La protesta siempre ha sido rítmica, las canciones de amor están muy bien y los sintetizadores jamás nos han privado del baile, el sur siempre ha sido contestatario al norte hegemónico, aunque les hayan querido imponer a Chicago en los niños. Pareciera que sí hay algo de mitológico en las contraposiciones de arriba y abajo, norte y sur, aún a pesar de que al sur chileno hayan pasado décadas intentando blanquearlo y hacerle creer que ellos de indios no tienen nada, de pobres tampoco, de reprimidos, menos, que la dictadura les hizo bien…
Nadie ha dicho que la protesta debe vestir ciertos colores, ciertas ropas ni trompetas. No, la denuncia suena igual a ritmos afros que a technos y dances que nunca pretendieron más que llamar a los desaparecidos que a todos nos faltan, sí, a todxs los que nos inventamos una constelación para dibujar a los que intentaron olvidar.
Mañana, el fuego es la mirada detenida de una visión nocturna, contada dos veces: una por el amigo que dejó la chispa, la duda de, y la del reflejo en la historia del otro, tan parecida y tan distinta en la misma medida.
La película de Mendoza aborda el movimiento desde la música chilena, tan distinta a la protesta que conocemos en el norte del mundo, casi siempre asociada al reggae y al ska o al punk.
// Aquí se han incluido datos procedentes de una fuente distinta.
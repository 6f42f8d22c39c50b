pub mod backup_code;
pub mod user;

pub use backup_code::BackupCodeRepository;
pub use user::UserRepository;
La protesta chilena es pop, es electro pop, es una protesta con antecedentes en Violeta Parra, en Víctor Jara y en Los Prisioneros, tal vez en ese orden.
Los contemporáneos son hijos y nietos de los músicos chilenos que siempre han señalado las injusticias contra los pobres, los mapuches, las mujeres. El largometraje tiene las voces de los protagonistas, tanto músicos como ciudadanía, por lo que es material valioso para el reflejo propio de lo que desde acá hemos vivido: «no es contar la historia de otros, es reflejarse en ella», le oí decir al cineasta alguna vez.
Tan absurdos resultan los discursos huecos que rezan que de nada sirve protestar cuando vemos que a los chilenos sí les sirvió, tenían claro que no querían la Constitución de la dictadura, que el neoliberalismo les ahorcaba los bolsillos y las posibilidades de vivir dignamente. Y sabían quiénes representaban las ideas que los habían llevado a esa situación, sabían quienes ordenaban que se dispararan las balas de goma a los ojos incluso de menores de edad. Lo sabían, protestaron, bailaron y lo cambiaron.